Scary Moments in Delivery
We spent the last two weeks of her pregnancy with Kennedy’s mom and family before she gave birth, and we received a call from Kennedy’s birthmom that it was time and we should meet her at the hospital. She could tell something was wrong, so her birth plan was completely changed and she had to do an emergency C-section as Kennedy was not moving. She was born and moved into the NICU to be put on preventative antibiotics for strep, but otherwise, she was perfect. We were supposed to be in the delivery room, but with last-minute changes and the scare, we waited next door in the waiting room while she gave birth to Kennedy with her own mother in her room. We ended up staying down in Texas for over a month to work with ICPC, to visit the NICU, and to wait out a hurricane.
Immediately after Kennedy was born, her birthmother sent us a picture from the delivery room. As adoptive parents, we had limited rights at the hospital before paperwork was finalized, so the hospital had a hard time knowing what to do in this situation. We tried to educate them and use our social worker as much as possible, but states vary in limitations, so we had to abide by their rules. Luckily, we had some amazing nurses who understood our situation and were very friendly and kind to us.
It all happened so fast. We thought we would have Kennedy in our arms, but instead we were waiting to see her; the first time we saw her was in the NICU.
Our Patience Tested
After we got back to our hotel and the paperwork was signed, we held Kennedy in our arms. This was the moment everything felt real, and we knew the three of us were about to start our amazing life as a family.
Our adoption process really tested us. There were so many unpredictable moments. From the beginning, we knew we had to let go of expectations and our perfect image of pregnancy, delivery, and connection with the birthmother. We kept saying to ourselves, “Keep an open mind. It’s not going to go exactly the way you imagined, so just let go.”
Through these moments, our marriage not only survived but thrived. We can offset each other’s temperaments to pull each other through the emotional hurdles. It truly is a life-changing process that can test everything in you.

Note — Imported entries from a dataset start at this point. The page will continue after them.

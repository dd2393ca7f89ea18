//! HTTP-backed credential provider.
//!
//! Mappings live in an external service; the proxy issues
//! `GET {endpoint}/{access-key}` with the configured extra headers and
//! deserializes the JSON response into a [`CredentialMapping`]. A 404 from
//! the service means the key is unknown; any other failure (transport error,
//! timeout, non-2xx) is a resolution error, kept distinct so a flaky mapping
//! service never looks like a bad credential.
//!
//! Successful lookups are cached with a TTL behind a read-mostly lock: every
//! request reads, only a cache refresh writes.

use std::collections::HashMap;
use std::time::{Duration, Instant};

use parking_lot::RwLock;
use reqwest::StatusCode;
use reqwest::header::{HeaderMap, HeaderName, HeaderValue};
use tracing::{debug, warn};

use crate::error::{ConfigError, ResolveError};
use crate::provider::CredentialsProvider;
use crate::types::CredentialMapping;

use async_trait::async_trait;

/// Configuration for [`HttpCredentialsProvider`].
///
/// `headers` holds specifications of the form `"name: value"`. Each entry is
/// split on the FIRST colon only, so values may themselves contain colons
/// (`"x-api-key: Authorization: xyz123"` yields the value
/// `Authorization: xyz123`). An entry with no colon is rejected when the
/// configuration is loaded, never at request time. When the same name
/// appears twice, the last occurrence wins.
#[derive(Debug, Clone)]
pub struct HttpCredentialsProviderConfig {
    /// Base URI of the mapping service. Required.
    pub endpoint: String,
    /// Ordered extra header specifications, `"name: value"` each.
    pub headers: Vec<String>,
    /// Per-lookup timeout.
    pub timeout: Duration,
    /// How long a resolved mapping may be served from cache.
    pub cache_ttl: Duration,
}

impl HttpCredentialsProviderConfig {
    /// Create a config with default timeout (5s) and cache TTL (60s).
    pub fn new(endpoint: impl Into<String>) -> Self {
        Self {
            endpoint: endpoint.into(),
            headers: Vec::new(),
            timeout: Duration::from_secs(5),
            cache_ttl: Duration::from_secs(60),
        }
    }

    /// Replace the header specifications.
    #[must_use]
    pub fn with_headers(mut self, headers: Vec<String>) -> Self {
        self.headers = headers;
        self
    }

    /// Validate the endpoint and parse the header specifications.
    ///
    /// # Errors
    ///
    /// Returns a [`ConfigError`] for an unparsable endpoint, a specification
    /// without a colon, or a name/value that is not a legal HTTP header.
    pub fn build_headers(&self) -> Result<HeaderMap, ConfigError> {
        reqwest::Url::parse(&self.endpoint)
            .map_err(|e| ConfigError::InvalidEndpoint(format!("{}: {e}", self.endpoint)))?;

        let mut map = HeaderMap::with_capacity(self.headers.len());
        for spec in &self.headers {
            let (name, value) = spec
                .split_once(':')
                .ok_or_else(|| ConfigError::MalformedHeader(spec.clone()))?;
            let name = name.trim();
            let value = value.trim();

            let name = HeaderName::from_bytes(name.as_bytes()).map_err(|e| {
                ConfigError::InvalidHeader {
                    name: name.to_owned(),
                    reason: e.to_string(),
                }
            })?;
            let value = HeaderValue::from_str(value).map_err(|e| ConfigError::InvalidHeader {
                name: name.to_string(),
                reason: e.to_string(),
            })?;

            // insert (not append): a repeated name keeps its last value.
            map.insert(name, value);
        }
        Ok(map)
    }
}

/// A cached mapping with its insertion time.
struct CacheEntry {
    mapping: CredentialMapping,
    resolved_at: Instant,
}

/// Read-mostly TTL cache for resolved mappings.
struct MappingCache {
    entries: RwLock<HashMap<String, CacheEntry>>,
    ttl: Duration,
}

impl MappingCache {
    fn new(ttl: Duration) -> Self {
        Self {
            entries: RwLock::new(HashMap::new()),
            ttl,
        }
    }

    fn get(&self, access_key: &str, now: Instant) -> Option<CredentialMapping> {
        let entries = self.entries.read();
        entries.get(access_key).and_then(|entry| {
            (now.duration_since(entry.resolved_at) < self.ttl).then(|| entry.mapping.clone())
        })
    }

    fn put(&self, access_key: &str, mapping: CredentialMapping, now: Instant) {
        self.entries.write().insert(
            access_key.to_owned(),
            CacheEntry {
                mapping,
                resolved_at: now,
            },
        );
    }
}

/// Credential provider that queries an external HTTP mapping service.
pub struct HttpCredentialsProvider {
    client: reqwest::Client,
    endpoint: String,
    headers: HeaderMap,
    cache: MappingCache,
}

impl std::fmt::Debug for HttpCredentialsProvider {
    fn fmt(&self, f: &mut std::fmt::Formatter<'_>) -> std::fmt::Result {
        f.debug_struct("HttpCredentialsProvider")
            .field("endpoint", &self.endpoint)
            .finish_non_exhaustive()
    }
}

impl HttpCredentialsProvider {
    /// Build a provider from its configuration.
    ///
    /// All validation happens here; a provider that constructs successfully
    /// cannot fail on configuration at request time.
    ///
    /// # Errors
    ///
    /// Returns a [`ConfigError`] for an invalid endpoint or header
    /// specification, or when the HTTP client cannot be constructed.
    pub fn new(config: &HttpCredentialsProviderConfig) -> Result<Self, ConfigError> {
        let headers = config.build_headers()?;

        let client = reqwest::Client::builder()
            .timeout(config.timeout)
            .build()
            .map_err(|e| ConfigError::InvalidEndpoint(e.to_string()))?;

        Ok(Self {
            client,
            endpoint: config.endpoint.trim_end_matches('/').to_owned(),
            headers,
            cache: MappingCache::new(config.cache_ttl),
        })
    }

    async fn fetch(&self, access_key: &str) -> Result<CredentialMapping, ResolveError> {
        let url = format!("{}/{access_key}", self.endpoint);
        debug!(%url, "fetching credential mapping");

        let response = self
            .client
            .get(&url)
            .headers(self.headers.clone())
            .send()
            .await
            .map_err(|e| {
                warn!(error = %e, "credential mapping service unreachable");
                ResolveError::Backend(e.to_string())
            })?;

        match response.status() {
            StatusCode::NOT_FOUND => Err(ResolveError::NotFound(access_key.to_owned())),
            status if status.is_success() => response
                .json::<CredentialMapping>()
                .await
                .map_err(|e| ResolveError::Backend(format!("invalid mapping response: {e}"))),
            status => Err(ResolveError::Backend(format!(
                "mapping service returned {status}"
            ))),
        }
    }
}

#[async_trait]
impl CredentialsProvider for HttpCredentialsProvider {
    async fn resolve(&self, access_key: &str) -> Result<CredentialMapping, ResolveError> {
        let now = Instant::now();
        if let Some(mapping) = self.cache.get(access_key, now) {
            return Ok(mapping);
        }

        let mapping = self.fetch(access_key).await?;
        self.cache.put(access_key, mapping.clone(), Instant::now());
        Ok(mapping)
    }
}

#[cfg(test)]
mod tests {
    use super::*;
    use crate::types::CredentialPair;

    fn test_mapping() -> CredentialMapping {
        CredentialMapping {
            emulated: CredentialPair::new("emu-ak", "emu-sk"),
            backend: CredentialPair::new("real-ak", "real-sk"),
        }
    }

    #[test]
    fn test_should_parse_header_specifications() {
        let config = HttpCredentialsProviderConfig::new("http://usersvc:9000/api/v1/users")
            .with_headers(vec![
                "x-api-key: xyz123".to_owned(),
                "Content-Type: application/json".to_owned(),
            ]);
        let headers = config.build_headers().expect("valid config");
        assert_eq!(headers.get("x-api-key").unwrap(), "xyz123");
        assert_eq!(headers.get("content-type").unwrap(), "application/json");
    }

    #[test]
    fn test_should_split_on_first_colon_only() {
        let config = HttpCredentialsProviderConfig::new("http://usersvc:9000/api/v1/users")
            .with_headers(vec!["x-api-key: Authorization: xyz123".to_owned()]);
        let headers = config.build_headers().expect("valid config");
        assert_eq!(headers.get("x-api-key").unwrap(), "Authorization: xyz123");
    }

    #[test]
    fn test_should_reject_header_without_colon_at_load_time() {
        let config = HttpCredentialsProviderConfig::new("http://usersvc:9000/api/v1/users")
            .with_headers(vec!["malformed-header".to_owned()]);
        let result = config.build_headers();
        assert!(matches!(result, Err(ConfigError::MalformedHeader(_))));
    }

    #[test]
    fn test_should_keep_last_value_for_duplicate_header_name() {
        let config = HttpCredentialsProviderConfig::new("http://usersvc:9000")
            .with_headers(vec![
                "x-api-key: first".to_owned(),
                "x-api-key: second".to_owned(),
            ]);
        let headers = config.build_headers().expect("valid config");
        assert_eq!(headers.len(), 1);
        assert_eq!(headers.get("x-api-key").unwrap(), "second");
    }

    #[test]
    fn test_should_reject_invalid_endpoint() {
        let config = HttpCredentialsProviderConfig::new("not a uri");
        assert!(matches!(
            config.build_headers(),
            Err(ConfigError::InvalidEndpoint(_))
        ));
    }

    #[test]
    fn test_should_fail_provider_construction_on_malformed_header() {
        let config = HttpCredentialsProviderConfig::new("http://usersvc:9000")
            .with_headers(vec!["no-colon-here".to_owned()]);
        assert!(HttpCredentialsProvider::new(&config).is_err());
    }

    #[test]
    fn test_should_serve_cached_mapping_within_ttl() {
        let cache = MappingCache::new(Duration::from_secs(60));
        let t0 = Instant::now();
        cache.put("emu-ak", test_mapping(), t0);

        let hit = cache.get("emu-ak", t0 + Duration::from_secs(30));
        assert_eq!(hit, Some(test_mapping()));
    }

    #[test]
    fn test_should_expire_cached_mapping_after_ttl() {
        let cache = MappingCache::new(Duration::from_secs(60));
        let t0 = Instant::now();
        cache.put("emu-ak", test_mapping(), t0);

        let miss = cache.get("emu-ak", t0 + Duration::from_secs(61));
        assert!(miss.is_none());
    }

    #[test]
    fn test_should_miss_cache_for_unknown_key() {
        let cache = MappingCache::new(Duration::from_secs(60));
        assert!(cache.get("unknown", Instant::now()).is_none());
    }
}
//! The credential provider trait and the in-memory implementation.

use std::collections::HashMap;

use async_trait::async_trait;

use crate::error::ResolveError;
use crate::types::CredentialMapping;

/// Capability interface for resolving emulated access keys to credential
/// mappings.
///
/// The active variant is selected by explicit configuration at startup;
/// nothing inspects provider types at request time.
#[async_trait]
pub trait CredentialsProvider: Send + Sync {
    /// Resolve the mapping for the given emulated access key.
    ///
    /// # Errors
    ///
    /// [`ResolveError::NotFound`] for an unknown key, [`ResolveError::Backend`]
    /// when the lookup itself failed.
    async fn resolve(&self, access_key: &str) -> Result<CredentialMapping, ResolveError>;
}

/// Fixed in-memory mappings.
///
/// Suitable for tests and single-tenant deployments where one emulated pair
/// fronts one backend pair.
#[derive(Debug, Clone, Default)]
pub struct StaticCredentialsProvider {
    mappings: HashMap<String, CredentialMapping>,
}

impl StaticCredentialsProvider {
    /// Build a provider from an iterable of mappings, keyed by their
    /// emulated access key.
    pub fn new(mappings: impl IntoIterator<Item = CredentialMapping>) -> Self {
        Self {
            mappings: mappings
                .into_iter()
                .map(|m| (m.emulated.access_key.clone(), m))
                .collect(),
        }
    }
}

#[async_trait]
impl CredentialsProvider for StaticCredentialsProvider {
    async fn resolve(&self, access_key: &str) -> Result<CredentialMapping, ResolveError> {
        self.mappings
            .get(access_key)
            .cloned()
            .ok_or_else(|| ResolveError::NotFound(access_key.to_owned()))
    }
}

But the greatest lesson we learned through this process is simply to genuinely connect with the birthmother. Whenever we felt self-conscious of the “wrong things to say,” we switched gears and focused on the connection with the birthmother. When we got to know her, our perceptions of the situation changed. We have a closed adoption, but we knew our efforts connecting with her were still worthwhile. Through asking her a lot of questions, we could understand her side of the story better, and this ultimately led to better decisions on our part.